Kadang kadang aku mikir sebenernya aku kerja buat cari duit atau apa siih? Ink blm koleksi attire koleksi aksesoris dan printilan2, trs abis tu ditanyain "cuman ini mb koleksinya?" Di situ kadang pengen pensiun seketika tp modal udh terlanjur ratusan juta wkwkwk
... Baca selengkapnyaSebagai MUA, especially yang masih bangun portofolio, pertanyaan paling sering aku dapet tuh: porto makeup itu apa sih dan kenapa modalnya berasa nggak ada habisnya?
Portofolio MUA itu kumpulan foto atau video hasil makeup kita, entah di muse/model, pengantin, atau klien lain, yang nantinya bakal jadi "etalase" kerjaan. Dari sinilah calon klien menilai style kita. Makanya, banyak MUA rela keluar biaya dulu buat bikin porto yang rapi dan konsisten.
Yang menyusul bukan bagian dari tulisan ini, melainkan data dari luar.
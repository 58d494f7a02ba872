//! Unregister job

use tracing::{debug, info};

use super::{find_registration_for_pattern, JobContext};
use crate::error::{ServiceWorkerError, ServiceWorkerResult};

pub(crate) struct UnregisterJob {
    context: JobContext,
}

impl UnregisterJob {
    pub(crate) fn new(context: JobContext) -> Self {
        Self { context }
    }

    pub(crate) async fn run(self) {
        debug!(
            "Unregister job {} started for {}",
            self.context.job_id, self.context.pattern
        );
        let result = self.unregister().await.map(|()| None);
        self.context.complete(result);
    }

    async fn unregister(&self) -> ServiceWorkerResult<()> {
        let existing = match find_registration_for_pattern(
            &self.context.core,
            &self.context.store,
            &self.context.pattern,
        )
        .await
        {
            Ok(existing) => existing,
            Err(ServiceWorkerError::NotFound) => {
                debug!("Nothing registered for {}", self.context.pattern);
                return Ok(());
            }
            Err(e) => return Err(e),
        };

        info!(
            "Unregistering registration {} for {}",
            existing.registration_id, self.context.pattern
        );
        self.context
            .delete_registration(existing.registration_id)
            .await
    }
}
//! Entity backing the key-value table

pub mod kv_entries {
    use sea_orm::entity::prelude::*;

    #[derive(Clone, Debug, PartialEq, Eq, DeriveEntityModel)]
    #[sea_orm(table_name = "kv_entries")]
    pub struct Model {
        #[sea_orm(primary_key, auto_increment = false)]
        pub key: String,
        #[sea_orm(column_type = "Text")]
        pub value: String,
    }

    #[derive(Copy, Clone, Debug, EnumIter, DeriveRelation)]
    pub enum Relation {}

    impl ActiveModelBehavior for ActiveModel {}
}
//! Registration store running on its own task

use chrono::{DateTime, Utc};
use futures::future::{BoxFuture, FutureExt};
use std::collections::BTreeSet;
use tokio::sync::{mpsc, oneshot};
use tracing::debug;

use crate::database::RegistrationDatabase;
use crate::error::{StorageError, StorageResult};
use crate::records::{
    NextAvailableIds, RegistrationData, RegistrationId, ResourceId, ResourceRecord,
    StorageLocation,
};

type StoreTask = Box<dyn for<'a> FnOnce(&'a mut RegistrationDatabase) -> BoxFuture<'a, ()> + Send>;

fn store_task<F>(task: F) -> StoreTask
where
    F: for<'a> FnOnce(&'a mut RegistrationDatabase) -> BoxFuture<'a, ()> + Send + 'static,
{
    Box::new(task)
}

enum StoreMessage {
    Run(StoreTask),
    Close(oneshot::Sender<()>),
}

/// Cloneable handle to a `RegistrationDatabase` owned by a dedicated task.
///
/// Operations run one at a time in the order they were posted. Once the
/// task is gone every call fails with `StorageError::Disabled`.
#[derive(Clone)]
pub struct RegistrationStore {
    sender: mpsc::UnboundedSender<StoreMessage>,
}

impl RegistrationStore {
    /// Spawn the store task for `location`. Must be called inside a tokio runtime.
    pub fn open(location: StorageLocation) -> Self {
        Self::start(RegistrationDatabase::new(location))
    }

    /// Spawn the store task around an existing database
    pub fn start(mut database: RegistrationDatabase) -> Self {
        let (sender, mut receiver) = mpsc::unbounded_channel();
        tokio::spawn(async move {
            debug!("Registration store task started");
            while let Some(message) = receiver.recv().await {
                match message {
                    StoreMessage::Run(task) => task(&mut database).await,
                    StoreMessage::Close(reply) => {
                        drop(database);
                        let _ = reply.send(());
                        debug!("Registration store closed");
                        return;
                    }
                }
            }
            debug!("Registration store task stopped");
        });
        Self { sender }
    }

    async fn run<T, F>(&self, operation: F) -> StorageResult<T>
    where
        T: Send + 'static,
        F: for<'a> FnOnce(&'a mut RegistrationDatabase) -> BoxFuture<'a, StorageResult<T>>
            + Send
            + 'static,
    {
        let (reply, response) = oneshot::channel();
        let task = store_task(move |database| {
            async move {
                let _ = reply.send(operation(database).await);
            }
            .boxed()
        });

        self.sender
            .send(StoreMessage::Run(task))
            .map_err(|_| StorageError::Disabled)?;
        response.await.map_err(|_| StorageError::Disabled)?
    }

    pub async fn get_next_available_ids(&self) -> StorageResult<NextAvailableIds> {
        self.run(|database| database.get_next_available_ids().boxed())
            .await
    }

    pub async fn get_origins_with_registrations(&self) -> StorageResult<BTreeSet<String>> {
        self.run(|database| database.get_origins_with_registrations().boxed())
            .await
    }

    pub async fn get_registrations_for_origin(
        &self,
        origin: String,
    ) -> StorageResult<Vec<RegistrationData>> {
        self.run(move |database| {
            async move { database.get_registrations_for_origin(&origin).await }.boxed()
        })
        .await
    }

    pub async fn get_all_registrations(&self) -> StorageResult<Vec<RegistrationData>> {
        self.run(|database| database.get_all_registrations().boxed())
            .await
    }

    pub async fn read_registration(
        &self,
        registration_id: RegistrationId,
        origin: String,
    ) -> StorageResult<(RegistrationData, Vec<ResourceRecord>)> {
        self.run(move |database| {
            async move { database.read_registration(registration_id, &origin).await }.boxed()
        })
        .await
    }

    pub async fn write_registration(
        &self,
        registration: RegistrationData,
        resources: Vec<ResourceRecord>,
    ) -> StorageResult<()> {
        self.run(move |database| {
            async move {
                database
                    .write_registration(&registration, &resources)
                    .await
            }
            .boxed()
        })
        .await
    }

    pub async fn update_version_to_active(
        &self,
        registration_id: RegistrationId,
        origin: String,
    ) -> StorageResult<()> {
        self.run(move |database| {
            async move {
                database
                    .update_version_to_active(registration_id, &origin)
                    .await
            }
            .boxed()
        })
        .await
    }

    pub async fn update_last_check_time(
        &self,
        registration_id: RegistrationId,
        origin: String,
        time: DateTime<Utc>,
    ) -> StorageResult<()> {
        self.run(move |database| {
            async move {
                database
                    .update_last_check_time(registration_id, &origin, time)
                    .await
            }
            .boxed()
        })
        .await
    }

    pub async fn delete_registration(
        &self,
        registration_id: RegistrationId,
        origin: String,
    ) -> StorageResult<()> {
        self.run(move |database| {
            async move { database.delete_registration(registration_id, &origin).await }.boxed()
        })
        .await
    }

    pub async fn delete_all_data_for_origin(
        &self,
        origin: String,
    ) -> StorageResult<Vec<RegistrationId>> {
        self.run(move |database| {
            async move { database.delete_all_data_for_origin(&origin).await }.boxed()
        })
        .await
    }

    pub async fn get_uncommitted_resource_ids(&self) -> StorageResult<BTreeSet<ResourceId>> {
        self.run(|database| database.get_uncommitted_resource_ids().boxed())
            .await
    }

    pub async fn write_uncommitted_resource_ids(
        &self,
        ids: BTreeSet<ResourceId>,
    ) -> StorageResult<()> {
        self.run(move |database| {
            async move { database.write_uncommitted_resource_ids(&ids).await }.boxed()
        })
        .await
    }

    pub async fn clear_uncommitted_resource_ids(
        &self,
        ids: BTreeSet<ResourceId>,
    ) -> StorageResult<()> {
        self.run(move |database| {
            async move { database.clear_uncommitted_resource_ids(&ids).await }.boxed()
        })
        .await
    }

    pub async fn get_purgeable_resource_ids(&self) -> StorageResult<BTreeSet<ResourceId>> {
        self.run(|database| database.get_purgeable_resource_ids().boxed())
            .await
    }

    pub async fn write_purgeable_resource_ids(
        &self,
        ids: BTreeSet<ResourceId>,
    ) -> StorageResult<()> {
        self.run(move |database| {
            async move { database.write_purgeable_resource_ids(&ids).await }.boxed()
        })
        .await
    }

    pub async fn clear_purgeable_resource_ids(
        &self,
        ids: BTreeSet<ResourceId>,
    ) -> StorageResult<()> {
        self.run(move |database| {
            async move { database.clear_purgeable_resource_ids(&ids).await }.boxed()
        })
        .await
    }

    /// Move every uncommitted resource id to the purgeable set.
    ///
    /// Run once at startup: ids still uncommitted at that point were never
    /// bound to a registration before the previous shutdown.
    pub async fn purge_uncommitted_resource_ids(&self) -> StorageResult<BTreeSet<ResourceId>> {
        self.run(|database| database.purge_uncommitted_resource_ids().boxed())
            .await
    }

    /// Stop the store task after the operations already posted. Every
    /// handle fails with `StorageError::Disabled` afterwards.
    pub async fn close(&self) {
        let (reply, done) = oneshot::channel();
        if self.sender.send(StoreMessage::Close(reply)).is_ok() {
            let _ = done.await;
        }
    }

    /// Whether the store has been disabled by an earlier failure
    pub async fn is_disabled(&self) -> bool {
        self.run(|database| {
            async move { Ok::<_, StorageError>(database.is_disabled()) }.boxed()
        })
        .await
        .unwrap_or(true)
    }

    /// Whether undecodable data has been seen
    pub async fn was_corruption_detected(&self) -> bool {
        self.run(|database| {
            async move { Ok::<_, StorageError>(database.was_corruption_detected()) }.boxed()
        })
        .await
        .unwrap_or(false)
    }
}

#[cfg(test)]
mod tests {
    use super::*;
    use url::Url;

    fn registration(registration_id: RegistrationId, scope: &str) -> RegistrationData {
        let scope = Url::parse(scope).unwrap();
        RegistrationData {
            registration_id,
            script: scope.join("worker.js").unwrap(),
            scope,
            version_id: registration_id,
            is_active: true,
            has_fetch_handler: false,
            last_update_check: Utc::now(),
        }
    }

    #[tokio::test]
    async fn test_operations_through_task() {
        let store = RegistrationStore::open(StorageLocation::InMemory);
        let data = registration(1, "https://example.com/app/");
        let resource = ResourceRecord {
            resource_id: 4,
            url: data.script.clone(),
        };

        store
            .write_registration(data.clone(), vec![resource.clone()])
            .await
            .unwrap();

        let (stored, resources) = store
            .read_registration(1, "https://example.com".to_string())
            .await
            .unwrap();
        assert_eq!(stored, data);
        assert_eq!(resources, vec![resource]);

        let next = store.get_next_available_ids().await.unwrap();
        assert_eq!(next.registration_id, 2);
        assert_eq!(next.resource_id, 5);
        assert!(!store.is_disabled().await);
    }

    #[tokio::test]
    async fn test_purge_uncommitted_resource_ids() {
        let store = RegistrationStore::open(StorageLocation::InMemory);
        let ids: BTreeSet<ResourceId> = [3, 5].into_iter().collect();
        store
            .write_uncommitted_resource_ids(ids.clone())
            .await
            .unwrap();
        store
            .write_purgeable_resource_ids([1].into_iter().collect())
            .await
            .unwrap();

        let moved = store.purge_uncommitted_resource_ids().await.unwrap();
        assert_eq!(moved, ids);
        assert!(store
            .get_uncommitted_resource_ids()
            .await
            .unwrap()
            .is_empty());
        assert_eq!(
            store.get_purgeable_resource_ids().await.unwrap(),
            [1, 3, 5].into_iter().collect()
        );
    }

    #[tokio::test]
    async fn test_clones_share_one_database() {
        let store = RegistrationStore::open(StorageLocation::InMemory);
        let other = store.clone();

        store
            .write_registration(registration(7, "https://example.com/a/"), Vec::new())
            .await
            .unwrap();
        let all = other.get_all_registrations().await.unwrap();
        assert_eq!(all.len(), 1);
        assert_eq!(all[0].registration_id, 7);
    }

    #[tokio::test]
    async fn test_closed_store_is_disabled() {
        let store = RegistrationStore::open(StorageLocation::InMemory);
        store
            .write_purgeable_resource_ids([2].into_iter().collect())
            .await
            .unwrap();

        store.close().await;
        assert_eq!(
            store.get_purgeable_resource_ids().await,
            Err(StorageError::Disabled)
        );
        assert!(store.is_disabled().await);
    }
}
Nah, terus muse/model itu apa? Muse atau model MUA adalah orang yang kita makeup‑in khusus untuk kebutuhan portofolio. Kadang temen sendiri, kadang kita rekrut model beneran. Biasanya muse diminta pose sesuai konsep, misal pengantin adat, pengantin modern, atau glam party. Tugas mereka ya jadi "wajah" dari hasil kerjaan kita.
Soal bayaran muse makeup pemula, ini beneran fleksibel. Waktu awal‑awal, aku beberapa kali pakai sistem saling menguntungkan: aku kasih makeup + foto untuk portofolio mereka, mereka jadi muse aku. Tapi makin ke sini, aku mulai siapin budget khusus untuk muse, terutama kalau konsepnya ribet, butuh seharian, atau ganti beberapa look. Range bayarannya bisa dari sekadar uang transport dan makan, sampai fee harian tergantung kota dan pengalaman model.
Biaya portofolio MUA biasanya kebagi beberapa bagian:
- Model/muse: bisa free (mutual) atau dibayar.
- Baju pengantin atau gaun: kadang sewa, kadang pinjam vendor.
- Hijabdo & aksesoris: ini sering makan biaya karena kita pengen tampilan rapi dan mewah.
- Paes MUA untuk look adat: kalau belum bisa paes sendiri, kadang kita bayar jasa paes atau kursus singkat.
- Fotografer: bisa patungan sama fotografer yang juga lagi bangun porto, atau bayar paket khusus.
Supaya modal porto nggak jebol, aku sekarang biasanya:
1. Bikin list konsep dulu (misal: pengantin putih syar'i, adat paes, glam modern). Jadi sekali sewa baju bisa dipakai beberapa look.
2. Cari muse yang komit dan komunikatif, jadi sekali ketemu bisa ganti gaya beberapa kali.
3. Kolaborasi sama fotografer dan vendor baju. Kadang mereka juga lagi butuh porto, jadi bisa sistem kerja sama, bukan full bayar.
4. Pelan‑pelan kumpulin koleksi attire, aksesoris, dan printilan. Nggak harus langsung banyak, yang penting kepakai dan kepurus.
Kalau kamu masih bingung, porto makeup adalah investasi jangka panjang. Dari porto yang niat, klien jadi percaya untuk pakai jasa kita di hari besar mereka. Jadi wajar kalau di awal berasa "kok modalnya ratusan juta ya?" pelan‑pelan aja, sesuaikan sama kemampuan. Yang penting, setiap sesi porto benar‑benar kamu manfaatkan: foto detail, before‑after, video pendek, dan upload konsisten di sosmed.
Intinya, jangan minder kalau portofolio MUA kamu masih sedikit. Semua MUA besar juga mulai dari portoan kecil‑kecilan. Yang penting kamu paham alur biaya, tau muse makeup dibayar berapa secara wajar, dan terus upgrade skill serta koleksi tanpa maksain diri.